ただし、選手の未来が奪われる事を含むため大胆かつ引き際も頭に入れて施術に挑みます。
写真の選手について言えばふくらはぎの痛みを訴えてから先週1週間、練習を休ませました。
試合前の練習に出ないというのはそれだけでも試合に出れない可能性が高くなります。
出れたのは前々日の練習のみ。それでもやはりコンディションは本人も厳しく、当日朝もストレステストだけでも痛みを感じている状況。
ここまでくると普通ならばもう諦めさせようか、それを監督にも伝えようかもうまさに決断が急がれる瞬間でした。
チーム戦術・オーダーに関わるため非常に重要な瞬間です。
私はこの日、鍼通電パルスとテーピングによるコンディショニングを選択。
番手を高くしバーストをかけ、ギリギリまで痛みを鎮痛させた上でテーピングによる圧迫をかけて痛みの感覚をコントロールすることを選択しました。
今回の鍼刺激は結構痛かった事と思います。
痛みを鎮痛させる事と選手本人に、後半には疲労がいつもより増すことが見込まれる事は伝えた上で、どの程度のパフォーマンスの仕上がりなのかを共有し、モチベーションも整えて行います。
うまく鎮痛出来たとて治したとは言える状況ではないので選手との予測と状況を共有しておく事は大切です。
もちろん、監督・コーチとも常に相談です。
当然ながら私の仕上げによっては「これじゃ使えない」と監督に叱責される事もあります。
だからこそこちらも試合をつくるためのギリギリのチャレンジと冷静な判断とを常に頭におき挑みます。
結果、今回の選手は試合にはフルで出場する事が出来ました。
※試合自体は残念ながら敗戦。
しかし、選手をピッチに送り出す事への成功とチーム戦力を揃えられた事は小さいながら良かった事かなとは思います。
でも、チームは勝利していないので成功と呼ぶには相応しくないのでこれは切り替えです。
喜んでいい部分には満たないので次節までにまた彼をさらに良いコンディションに持っていく計画をすぐに始動させなければなりません。
チームはシーズン前に選手(戦力)をセレクトしています。
もし、誰かが欠場した時に他の選手での穴埋め的補充やカバーはできます。しかし、実のところは代えが効くとは言えません。
それは、選手一人一人の特長と期待されている役割がそれぞれ違うからです。
欠けて良い選手なんてのは一人すらいないのです。
それを胸の深くに修めて冷静な目と情熱で責任を持って戦うのがトレーナーのフィールドです。
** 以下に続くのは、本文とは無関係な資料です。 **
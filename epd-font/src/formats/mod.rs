//! EPD font binary format
//!
//! POD (Plain Old Data) records for the `.epd_fb` blob. No magic bytes - the
//! format is determined by context (the device loads it as a font).
//!
//! All records implement the [`BinarySerializable`] trait for consistent
//! serialization/deserialization.

mod font;
mod serialization;

pub use font::*;
pub use serialization::BinarySerializable;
全ての選手に平等なチャンスがあるわけでもないし、頑張っているやつが必ずしも勝利と出場権利を獲得できる世界でもありません。
実力と信頼が絶対な現場です。
私には彼ら選手がチームに信頼されるコンディションでピッチに送り出す使命があります。
だからこそ責任ある役割があり、こちらも選んで頂いているのだと自覚しています。
私が鍼灸を用いたトレーナーを目指したのには石川トレーナーというモデルがいました。
もう話す事が出来ない遠い世界にいるのですが石川トレーナーの厳しさと優しさで私達が一生忘れる事が出来ないほどの経験を頂いた事が今日の自分たちを作り上げています。
あの頃と同じ、黄色と青を基調としたチームで。
私も同じように自分の役割で勝利を手繰り寄せ、選手の未来を紡ぐ事を頑張らせて頂きます。